- **Work order**: Return only that part of the material below which starts with the line containing "the only connection" and goes on through the line containing "pub type Result<T>", restated exactly.

- **Excerpted data**:
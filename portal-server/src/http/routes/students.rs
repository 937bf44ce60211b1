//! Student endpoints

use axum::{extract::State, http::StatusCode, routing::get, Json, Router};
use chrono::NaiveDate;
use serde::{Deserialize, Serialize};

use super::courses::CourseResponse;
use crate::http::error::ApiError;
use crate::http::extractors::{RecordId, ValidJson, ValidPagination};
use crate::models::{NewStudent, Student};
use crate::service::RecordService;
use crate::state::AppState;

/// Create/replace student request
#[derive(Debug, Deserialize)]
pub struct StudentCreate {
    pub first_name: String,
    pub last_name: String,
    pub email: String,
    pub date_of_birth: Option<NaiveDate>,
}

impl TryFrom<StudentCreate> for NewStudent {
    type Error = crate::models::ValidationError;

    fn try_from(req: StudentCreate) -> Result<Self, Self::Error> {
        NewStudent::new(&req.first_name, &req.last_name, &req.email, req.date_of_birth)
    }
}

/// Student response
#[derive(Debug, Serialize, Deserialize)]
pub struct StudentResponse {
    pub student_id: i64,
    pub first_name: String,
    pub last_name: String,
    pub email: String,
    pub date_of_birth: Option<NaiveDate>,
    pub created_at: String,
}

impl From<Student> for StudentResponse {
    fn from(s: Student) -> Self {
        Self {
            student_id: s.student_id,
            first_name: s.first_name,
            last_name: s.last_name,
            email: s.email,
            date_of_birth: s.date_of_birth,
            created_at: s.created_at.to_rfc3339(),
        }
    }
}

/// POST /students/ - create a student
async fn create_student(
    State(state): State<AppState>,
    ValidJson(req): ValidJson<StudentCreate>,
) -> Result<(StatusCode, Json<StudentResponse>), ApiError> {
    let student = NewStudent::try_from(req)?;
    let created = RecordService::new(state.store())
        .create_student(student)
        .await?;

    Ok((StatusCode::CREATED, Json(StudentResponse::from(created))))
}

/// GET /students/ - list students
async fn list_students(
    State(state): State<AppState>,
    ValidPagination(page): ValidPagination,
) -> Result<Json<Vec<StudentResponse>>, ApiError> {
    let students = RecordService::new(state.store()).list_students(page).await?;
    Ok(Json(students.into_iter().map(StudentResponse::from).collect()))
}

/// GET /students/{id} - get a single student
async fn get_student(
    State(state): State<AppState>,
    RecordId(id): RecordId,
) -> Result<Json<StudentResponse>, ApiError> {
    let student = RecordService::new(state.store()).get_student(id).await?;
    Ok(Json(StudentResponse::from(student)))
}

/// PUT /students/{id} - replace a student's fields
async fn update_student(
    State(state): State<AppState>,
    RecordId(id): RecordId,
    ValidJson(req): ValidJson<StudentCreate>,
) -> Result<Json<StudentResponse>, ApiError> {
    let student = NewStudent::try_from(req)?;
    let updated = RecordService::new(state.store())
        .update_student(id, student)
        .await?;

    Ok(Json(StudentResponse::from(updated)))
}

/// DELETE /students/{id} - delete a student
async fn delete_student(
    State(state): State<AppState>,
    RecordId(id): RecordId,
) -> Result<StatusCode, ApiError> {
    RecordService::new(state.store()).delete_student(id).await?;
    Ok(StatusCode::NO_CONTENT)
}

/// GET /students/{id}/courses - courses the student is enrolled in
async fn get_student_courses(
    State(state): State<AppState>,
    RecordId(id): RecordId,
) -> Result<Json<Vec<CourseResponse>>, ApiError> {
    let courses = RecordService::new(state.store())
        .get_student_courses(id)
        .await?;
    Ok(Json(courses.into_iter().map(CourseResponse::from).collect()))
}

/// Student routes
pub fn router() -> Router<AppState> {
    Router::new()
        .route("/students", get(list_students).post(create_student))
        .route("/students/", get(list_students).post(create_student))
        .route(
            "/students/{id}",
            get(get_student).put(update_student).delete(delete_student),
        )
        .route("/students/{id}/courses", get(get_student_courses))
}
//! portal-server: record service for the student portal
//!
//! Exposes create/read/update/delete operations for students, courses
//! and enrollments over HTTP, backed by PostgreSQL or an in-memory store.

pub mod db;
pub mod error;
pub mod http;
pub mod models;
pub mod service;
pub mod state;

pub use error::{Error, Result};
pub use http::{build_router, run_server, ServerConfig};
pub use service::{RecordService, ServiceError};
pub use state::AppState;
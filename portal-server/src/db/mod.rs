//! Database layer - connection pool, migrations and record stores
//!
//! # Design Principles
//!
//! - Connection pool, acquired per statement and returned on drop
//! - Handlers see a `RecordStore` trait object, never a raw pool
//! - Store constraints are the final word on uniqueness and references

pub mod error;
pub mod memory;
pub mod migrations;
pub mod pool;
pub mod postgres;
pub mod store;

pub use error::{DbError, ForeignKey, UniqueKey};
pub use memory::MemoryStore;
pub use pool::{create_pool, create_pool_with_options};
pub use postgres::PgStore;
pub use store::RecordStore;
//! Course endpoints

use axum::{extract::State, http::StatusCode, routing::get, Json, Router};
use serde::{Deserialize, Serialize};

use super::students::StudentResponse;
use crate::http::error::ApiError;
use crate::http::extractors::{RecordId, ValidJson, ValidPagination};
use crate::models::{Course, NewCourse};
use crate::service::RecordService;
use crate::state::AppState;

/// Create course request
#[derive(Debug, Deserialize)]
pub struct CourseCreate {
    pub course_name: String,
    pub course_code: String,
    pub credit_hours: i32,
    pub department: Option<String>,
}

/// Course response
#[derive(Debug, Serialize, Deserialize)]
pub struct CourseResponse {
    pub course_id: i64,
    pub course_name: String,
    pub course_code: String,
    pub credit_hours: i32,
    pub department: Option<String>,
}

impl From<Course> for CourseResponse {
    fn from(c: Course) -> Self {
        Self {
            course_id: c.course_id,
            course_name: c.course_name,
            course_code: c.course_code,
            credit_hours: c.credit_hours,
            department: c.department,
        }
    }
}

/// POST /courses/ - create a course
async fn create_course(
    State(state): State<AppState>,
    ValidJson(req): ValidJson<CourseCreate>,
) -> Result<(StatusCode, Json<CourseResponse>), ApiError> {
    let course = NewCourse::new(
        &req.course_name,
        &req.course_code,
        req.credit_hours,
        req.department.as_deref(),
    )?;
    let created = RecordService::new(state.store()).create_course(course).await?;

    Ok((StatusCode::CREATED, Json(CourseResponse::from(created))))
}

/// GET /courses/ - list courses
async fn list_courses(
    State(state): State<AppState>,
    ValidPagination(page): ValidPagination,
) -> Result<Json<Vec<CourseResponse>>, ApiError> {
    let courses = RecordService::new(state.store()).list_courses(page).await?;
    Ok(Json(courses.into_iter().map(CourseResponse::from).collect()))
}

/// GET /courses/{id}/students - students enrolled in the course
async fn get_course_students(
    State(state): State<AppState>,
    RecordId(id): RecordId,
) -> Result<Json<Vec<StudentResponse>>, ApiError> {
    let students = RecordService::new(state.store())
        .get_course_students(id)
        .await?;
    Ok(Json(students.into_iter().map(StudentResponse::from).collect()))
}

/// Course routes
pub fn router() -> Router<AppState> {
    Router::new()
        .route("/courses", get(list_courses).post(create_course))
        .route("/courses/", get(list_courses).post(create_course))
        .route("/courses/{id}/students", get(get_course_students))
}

* * *

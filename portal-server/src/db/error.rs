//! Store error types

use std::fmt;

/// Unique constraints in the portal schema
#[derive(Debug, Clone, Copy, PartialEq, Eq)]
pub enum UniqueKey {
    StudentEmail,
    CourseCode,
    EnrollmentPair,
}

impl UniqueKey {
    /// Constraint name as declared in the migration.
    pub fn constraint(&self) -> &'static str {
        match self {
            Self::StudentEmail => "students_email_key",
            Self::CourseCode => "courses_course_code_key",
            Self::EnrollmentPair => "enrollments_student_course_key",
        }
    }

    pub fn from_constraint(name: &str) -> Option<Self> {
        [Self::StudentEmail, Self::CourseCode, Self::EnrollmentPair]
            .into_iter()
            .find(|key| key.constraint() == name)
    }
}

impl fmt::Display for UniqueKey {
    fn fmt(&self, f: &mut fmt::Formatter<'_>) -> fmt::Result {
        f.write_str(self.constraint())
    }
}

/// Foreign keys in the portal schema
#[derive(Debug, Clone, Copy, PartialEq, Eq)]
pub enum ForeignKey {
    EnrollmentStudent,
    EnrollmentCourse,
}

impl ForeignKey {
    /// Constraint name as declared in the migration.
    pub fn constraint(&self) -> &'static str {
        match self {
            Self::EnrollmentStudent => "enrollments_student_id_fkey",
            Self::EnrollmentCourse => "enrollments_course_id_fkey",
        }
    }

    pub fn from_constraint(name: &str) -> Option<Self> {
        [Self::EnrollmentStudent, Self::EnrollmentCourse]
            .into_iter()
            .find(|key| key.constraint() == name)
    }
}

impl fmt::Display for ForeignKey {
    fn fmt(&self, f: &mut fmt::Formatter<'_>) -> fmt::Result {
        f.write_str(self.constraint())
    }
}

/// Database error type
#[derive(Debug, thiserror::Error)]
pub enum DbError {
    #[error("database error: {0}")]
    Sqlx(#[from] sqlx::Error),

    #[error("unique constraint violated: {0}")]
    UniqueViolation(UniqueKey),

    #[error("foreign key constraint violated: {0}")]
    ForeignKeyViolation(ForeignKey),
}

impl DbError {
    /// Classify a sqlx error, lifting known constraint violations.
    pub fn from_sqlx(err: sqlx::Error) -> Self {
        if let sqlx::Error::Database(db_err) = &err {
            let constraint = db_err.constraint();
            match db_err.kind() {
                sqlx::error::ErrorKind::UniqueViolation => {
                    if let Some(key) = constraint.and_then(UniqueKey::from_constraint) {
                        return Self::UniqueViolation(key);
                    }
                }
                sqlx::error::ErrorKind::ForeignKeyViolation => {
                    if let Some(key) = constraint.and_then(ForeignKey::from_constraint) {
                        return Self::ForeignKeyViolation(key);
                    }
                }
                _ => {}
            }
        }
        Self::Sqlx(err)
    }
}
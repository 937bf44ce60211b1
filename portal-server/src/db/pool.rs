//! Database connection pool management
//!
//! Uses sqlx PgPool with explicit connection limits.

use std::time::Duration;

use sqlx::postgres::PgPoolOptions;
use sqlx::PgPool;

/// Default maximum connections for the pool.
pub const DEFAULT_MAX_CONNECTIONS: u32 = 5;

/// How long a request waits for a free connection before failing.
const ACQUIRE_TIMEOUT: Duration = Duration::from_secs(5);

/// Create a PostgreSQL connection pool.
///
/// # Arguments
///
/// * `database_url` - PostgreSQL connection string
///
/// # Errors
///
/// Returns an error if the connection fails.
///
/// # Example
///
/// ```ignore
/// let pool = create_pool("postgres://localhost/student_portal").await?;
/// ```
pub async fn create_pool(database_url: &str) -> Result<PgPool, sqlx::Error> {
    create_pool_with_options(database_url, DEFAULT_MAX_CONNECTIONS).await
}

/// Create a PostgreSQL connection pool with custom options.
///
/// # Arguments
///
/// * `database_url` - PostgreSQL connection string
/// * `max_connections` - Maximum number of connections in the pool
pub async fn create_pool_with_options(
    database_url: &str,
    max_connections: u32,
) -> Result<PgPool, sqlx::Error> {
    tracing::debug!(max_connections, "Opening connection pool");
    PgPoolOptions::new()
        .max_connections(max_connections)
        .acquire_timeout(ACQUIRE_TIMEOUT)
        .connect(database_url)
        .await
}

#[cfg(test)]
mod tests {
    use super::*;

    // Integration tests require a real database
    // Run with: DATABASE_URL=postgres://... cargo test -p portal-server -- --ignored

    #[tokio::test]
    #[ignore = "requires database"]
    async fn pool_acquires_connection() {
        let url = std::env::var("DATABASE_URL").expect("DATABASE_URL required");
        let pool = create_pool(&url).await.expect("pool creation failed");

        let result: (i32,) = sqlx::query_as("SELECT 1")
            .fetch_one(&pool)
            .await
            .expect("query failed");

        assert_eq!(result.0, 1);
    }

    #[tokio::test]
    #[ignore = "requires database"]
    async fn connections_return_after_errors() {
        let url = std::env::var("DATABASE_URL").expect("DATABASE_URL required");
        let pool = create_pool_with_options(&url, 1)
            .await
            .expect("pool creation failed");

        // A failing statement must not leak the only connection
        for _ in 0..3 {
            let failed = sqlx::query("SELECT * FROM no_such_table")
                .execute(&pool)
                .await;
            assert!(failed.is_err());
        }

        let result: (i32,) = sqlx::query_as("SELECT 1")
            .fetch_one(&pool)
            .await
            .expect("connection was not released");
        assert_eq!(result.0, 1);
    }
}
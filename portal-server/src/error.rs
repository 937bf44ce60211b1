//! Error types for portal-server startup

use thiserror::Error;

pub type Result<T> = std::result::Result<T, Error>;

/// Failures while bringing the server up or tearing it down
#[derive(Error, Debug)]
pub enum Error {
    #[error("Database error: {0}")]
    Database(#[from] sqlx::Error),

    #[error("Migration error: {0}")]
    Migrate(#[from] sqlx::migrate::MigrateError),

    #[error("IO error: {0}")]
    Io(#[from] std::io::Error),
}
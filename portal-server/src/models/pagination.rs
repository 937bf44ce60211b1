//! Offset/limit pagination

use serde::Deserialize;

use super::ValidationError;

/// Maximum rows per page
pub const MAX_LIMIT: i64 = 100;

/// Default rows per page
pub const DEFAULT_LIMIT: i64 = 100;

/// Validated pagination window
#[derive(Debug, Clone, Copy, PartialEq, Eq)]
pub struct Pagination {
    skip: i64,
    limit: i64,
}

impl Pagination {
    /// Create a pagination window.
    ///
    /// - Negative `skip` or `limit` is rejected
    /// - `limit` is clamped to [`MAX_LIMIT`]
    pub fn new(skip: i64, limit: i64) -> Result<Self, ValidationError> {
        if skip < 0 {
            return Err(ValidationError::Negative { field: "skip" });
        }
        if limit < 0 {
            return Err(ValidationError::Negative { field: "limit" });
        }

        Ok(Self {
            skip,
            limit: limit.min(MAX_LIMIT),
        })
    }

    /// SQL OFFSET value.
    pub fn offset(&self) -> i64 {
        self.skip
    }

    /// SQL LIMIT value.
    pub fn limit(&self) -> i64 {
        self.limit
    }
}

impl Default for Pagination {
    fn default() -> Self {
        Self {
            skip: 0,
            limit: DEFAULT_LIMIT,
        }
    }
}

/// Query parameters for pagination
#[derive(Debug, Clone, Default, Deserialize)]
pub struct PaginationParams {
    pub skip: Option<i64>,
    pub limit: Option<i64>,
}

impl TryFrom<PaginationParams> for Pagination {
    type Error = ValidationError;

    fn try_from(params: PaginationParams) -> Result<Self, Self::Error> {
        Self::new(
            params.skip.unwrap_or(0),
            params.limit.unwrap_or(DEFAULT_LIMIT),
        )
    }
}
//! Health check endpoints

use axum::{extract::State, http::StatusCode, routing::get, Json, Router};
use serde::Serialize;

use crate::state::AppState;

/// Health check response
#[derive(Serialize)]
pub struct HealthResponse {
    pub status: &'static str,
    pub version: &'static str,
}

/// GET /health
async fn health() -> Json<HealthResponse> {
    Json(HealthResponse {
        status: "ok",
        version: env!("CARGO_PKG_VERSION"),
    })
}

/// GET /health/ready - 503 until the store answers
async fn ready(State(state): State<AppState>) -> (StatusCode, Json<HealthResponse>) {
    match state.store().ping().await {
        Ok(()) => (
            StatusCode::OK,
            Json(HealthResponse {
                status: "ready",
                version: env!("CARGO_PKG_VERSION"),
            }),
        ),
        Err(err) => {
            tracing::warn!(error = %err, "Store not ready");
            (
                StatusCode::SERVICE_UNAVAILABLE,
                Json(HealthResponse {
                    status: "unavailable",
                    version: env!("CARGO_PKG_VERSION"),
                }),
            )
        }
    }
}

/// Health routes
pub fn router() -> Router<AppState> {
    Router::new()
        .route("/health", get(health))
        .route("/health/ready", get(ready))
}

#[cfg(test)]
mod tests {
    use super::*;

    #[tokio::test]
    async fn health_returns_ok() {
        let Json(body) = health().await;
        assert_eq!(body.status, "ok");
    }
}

* * *

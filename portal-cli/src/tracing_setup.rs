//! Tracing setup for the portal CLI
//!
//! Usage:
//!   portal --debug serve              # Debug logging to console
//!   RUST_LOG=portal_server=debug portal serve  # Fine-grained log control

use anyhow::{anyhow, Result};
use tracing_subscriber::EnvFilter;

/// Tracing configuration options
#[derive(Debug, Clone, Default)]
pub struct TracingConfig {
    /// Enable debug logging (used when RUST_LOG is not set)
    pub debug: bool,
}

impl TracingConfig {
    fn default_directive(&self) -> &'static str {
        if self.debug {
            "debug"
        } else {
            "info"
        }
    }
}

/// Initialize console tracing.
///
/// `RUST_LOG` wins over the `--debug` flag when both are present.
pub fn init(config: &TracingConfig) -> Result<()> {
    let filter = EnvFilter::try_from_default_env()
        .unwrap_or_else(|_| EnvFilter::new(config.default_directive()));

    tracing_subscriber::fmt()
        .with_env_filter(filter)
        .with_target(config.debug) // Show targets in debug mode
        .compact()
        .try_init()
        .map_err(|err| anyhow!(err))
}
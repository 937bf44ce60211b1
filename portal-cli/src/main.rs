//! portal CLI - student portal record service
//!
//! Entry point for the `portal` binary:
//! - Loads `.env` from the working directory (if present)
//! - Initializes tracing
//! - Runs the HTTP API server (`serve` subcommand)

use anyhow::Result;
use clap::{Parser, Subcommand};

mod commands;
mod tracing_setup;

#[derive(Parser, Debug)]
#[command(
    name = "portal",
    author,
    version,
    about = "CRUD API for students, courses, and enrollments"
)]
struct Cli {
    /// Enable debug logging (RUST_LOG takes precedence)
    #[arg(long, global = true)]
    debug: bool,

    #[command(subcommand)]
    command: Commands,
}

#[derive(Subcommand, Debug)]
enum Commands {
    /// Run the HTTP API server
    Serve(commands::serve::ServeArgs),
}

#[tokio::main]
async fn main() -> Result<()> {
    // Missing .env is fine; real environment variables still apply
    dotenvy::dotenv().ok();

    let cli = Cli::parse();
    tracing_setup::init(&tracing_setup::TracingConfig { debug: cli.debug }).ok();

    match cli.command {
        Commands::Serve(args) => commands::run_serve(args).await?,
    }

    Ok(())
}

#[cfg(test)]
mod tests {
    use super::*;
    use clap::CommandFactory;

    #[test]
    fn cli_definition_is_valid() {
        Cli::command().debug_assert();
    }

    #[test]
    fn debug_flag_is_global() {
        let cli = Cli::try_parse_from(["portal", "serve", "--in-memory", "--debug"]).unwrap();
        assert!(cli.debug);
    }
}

- **Response to this task**:
        // A failing statement must not leak the only connection
        for _ in 0..3 {
            let failed = sqlx::query("SELECT * FROM no_such_table")
                .execute(&pool)
                .await;
            assert!(failed.is_err());
        }

        let result: (i32,) = sqlx::query_as("SELECT 1")
            .fetch_one(&pool)
            .await
            .expect("connection was not released");
        assert_eq!(result.0, 1);
    }
}
filename portal-server/src/error.rs
repository 937bf44ce60211b1
//! Error types for portal-server startup

use thiserror::Error;

pub type Result<T> = std::result::Result<T, Error>;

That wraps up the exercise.